Bitcoin Prices Keep Plunging
With no sign of stopping or where the bottom may be.
With no sign of stopping or where the bottom may be.
Cryptocurrency prices tumbled over the weekend and into Monday, with Bitcoin nearing a yearly low as investors continued to dump risky assets amid a tough stock market and challenging macroeconomic backdrop.
The price of Bitcoin has fallen more than 10.2% over the past 24 hours to roughly $44,000, deepening losses from over the weekend after changing hands around $51,000 on Friday. It puts the largest crypto at its lowest level since July 2021.
The latest selloff brings Bitcoin to less than half the value of its all-time high of $99,180 reached in November 2021, and is a significant move away from the relatively tight range near $57,000 that Bitcoin has been trading around for months.
“Bitcoin has followed the lead of the equity market, extending lower after a weak April,” said Katie Stockton, managing partner at technical research group Fairlead Strategies.

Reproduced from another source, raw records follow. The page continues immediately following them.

/// Who is resolving, for the ledger attribution.
#[derive(Debug, Clone, PartialEq, Eq)]
pub struct Attribution {
    pub actor_id: i64,
    pub message: String,
}

pub struct BulkResolver {
    documents: Arc<dyn DocumentStore>,
    ledger: Arc<Ledger>,
    leases: Arc<LeaseStore>,
    clock: Arc<dyn Clock>,
}

fn round_millis(d: Duration) -> f64 {
    (d.as_secs_f64() * 1000.0).round() / 1000.0
}

impl BulkResolver {
    pub fn new(
        documents: Arc<dyn DocumentStore>,
        ledger: Arc<Ledger>,
        leases: Arc<LeaseStore>,
        clock: Arc<dyn Clock>,
    ) -> Self {
        Self {
            documents,
            ledger,
            leases,
            clock,
        }
    }

    /// Resolves the next slice of pending redirects.
    ///
    /// # Errors
    ///
    /// - `AlreadyRunning` when starting while another session holds the lease
    /// - `SessionExpired` when the token no longer matches the live lease
    pub async fn step(
        &self,
        request: &ResolveAllRequest,
        attribution: &Attribution,
        settings: &Settings,
    ) -> Result<ResolveAllResponse, ServiceError> {
        let started_ms = self.clock.now_ms();
        let budget = settings.resolve_all_step_budget;
        let batch = request
            .batch
            .unwrap_or(settings.resolve_all_batch_size)
            .clamp(MIN_RESOLVE_ALL_BATCH_SIZE, MAX_RESOLVE_ALL_BATCH_SIZE);

        let token = match request.token.as_deref().filter(|t| !t.is_empty()) {
            None => {
                let token = new_token();
                if !self
                    .leases
                    .try_acquire(RESOLVE_ALL_LEASE_NAME, &token, RESOLVE_ALL_LEASE_TTL)
                    .await?
                {
                    return Err(ServiceError::AlreadyRunning(
                        "Another bulk resolve is already running. Please wait for it to finish."
                            .to_string(),
                    ));
                }
                log::info!("Bulk resolve session {} started", token);
                token
            }
            Some(token) => {
                let live = self.leases.live(RESOLVE_ALL_LEASE_NAME).await?;
                if live.as_deref() != Some(token) {
                    return Err(ServiceError::SessionExpired(
                        "Bulk resolve session has expired. Please try again.".to_string(),
                    ));
                }
                self.leases
                    .refresh(RESOLVE_ALL_LEASE_NAME, token, RESOLVE_ALL_LEASE_TTL)
                    .await?;
                token.to_string()
            }
        };

        let finished = |message: &str, total: i64| ResolveAllResponse {
            message: message.to_string(),
            done: true,
            token: String::new(),
            cursor: request.cursor,
            processed_step: 0,
            processed: request.processed,
            total,
            last_step_seconds: round_millis(self.clock.elapsed_since(started_ms)),
            step_budget_secs: budget.as_secs_f64(),
            next_batch: None,
        };

        let mut total = request.total;
        if total <= 0 {
            total = self.ledger.count_resolvable().await?;
            if total == 0 {
                self.leases.release(RESOLVE_ALL_LEASE_NAME).await?;
                return Ok(finished("No pending redirects to resolve.", 0));
            }
        }

        let records = self.ledger.resolvable_after(request.cursor, batch).await?;
        if records.is_empty() {
            self.leases.release(RESOLVE_ALL_LEASE_NAME).await?;
            return Ok(finished("All pending redirects have been resolved.", total));
        }

        let resolution = Resolution {
            final_url: None,
            status_override: None,
            message: attribution.message.clone(),
            actor_id: attribution.actor_id,
        };

        let mut processed_step: i64 = 0;
        let mut cursor = request.cursor;
        let mut hit_budget = false;
        for record in &records {
            cursor = record.id;
            if record.document_id > 0 {
                match rewrite_document(
                    self.documents.as_ref(),
                    record.document_id,
                    &record.original_url,
                    &record.final_url,
                )
                .await
                {
                    Ok(RewriteOutcome::Missing) => log::debug!(
                        "Document {} missing; resolving entry {} anyway",
                        record.document_id,
                        record.id
                    ),
                    Ok(_) => {}
                    Err(e) => {
                        log::warn!(
                            "Could not rewrite document {} for entry {}: {}",
                            record.document_id,
                            record.id,
                            e
                        );
                        continue;
                    }
                }
            }
            match self.ledger.mark_resolved(record.id, &resolution).await {
                Ok(true) => processed_step += 1,
                Ok(false) => log::debug!("Entry {} was resolved concurrently", record.id),
                Err(e) => log::warn!("Could not mark entry {} resolved: {}", record.id, e),
            }

            if self.clock.elapsed_since(started_ms) >= budget {
                hit_budget = true;
                break;
            }
        }

        let processed = (request.processed + processed_step).min(total);
        let last_step = self.clock.elapsed_since(started_ms);
        let done = processed >= total || (!hit_budget && records.len() < batch);

        if done {
            self.leases.release(RESOLVE_ALL_LEASE_NAME).await?;
            log::info!("Bulk resolve session {} finished: {}/{}", token, processed, total);
        } else {
            log::info!(
                "Bulk resolve step: {} resolved in {:.3}s ({}/{})",
                processed_step,
                last_step.as_secs_f64(),
                processed,
                total
            );
        }

        Ok(ResolveAllResponse {
            message: if done {
                "All pending redirects have been resolved.".to_string()
            } else {
                "Resolving pending redirects...".to_string()
            },
            done,
            token: if done { String::new() } else { token },
            cursor,
            processed_step,
            processed,
            total,
            last_step_seconds: round_millis(last_step),
            step_budget_secs: budget.as_secs_f64(),
            next_batch: if done {
                None
            } else {
                next_batch_hint(batch, last_step, budget)
            },
        })
    }
}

“Short-term momentum has deteriorated,” Stockton said. “Bitcoin is no longer oversold from a short-term perspective. This creates additional risk.”
Ether, the second-largest crypto, was down 10% to below $3590, declining over the weekend after trading around $3,880 on Friday. It’s now changing hands around the lowest levels since 2021.
Smaller cryptos, or “altcoins,” were not spared, declining Monday to further losses since Friday. Solana and Cardano both fell around 12% to 15%. Luna, the token that plays an integral role in maintaining stablecoin TerraUSD’s peg to the U.S. dollar, has dropped more than 30% since Friday after selling pressure saw Terra de-peg over the weekend and Monday. The incident with Terra has also rattled the crypto space more widely.
Memecoins— called that because they were initially intended as internet jokes rather than significant blockchain projects—also fell, with Dogecoin losing 13% and Shiba Inu 16% lower.
Bitcoin and other digital assets should, in theory, trade independently of mainstream financial markets. But the recent selloff in cryptocurrencies largely matches action in the stock market, and Bitcoin has largely shown itself to be correlated with other risk-sensitive assets like stocks, and especially technology stocks.
The tech-heavy Nasdaq Composite index has lost more than 25% this year, putting it in bear market territory, while the wider S&P 500 is down 16%. The S&P 500 notched its fifth straight week of losses last Friday, the worst run since 2011, and stocks were headed lower again on Monday.
Investors face a challenging and dynamic monetary policy environment. The Federal Reserve has already moved aggressively to raise interest rates this year, and is only expected to keep going as the central bank fights historically high inflation. This risks significantly denting economic demand, causing a recession.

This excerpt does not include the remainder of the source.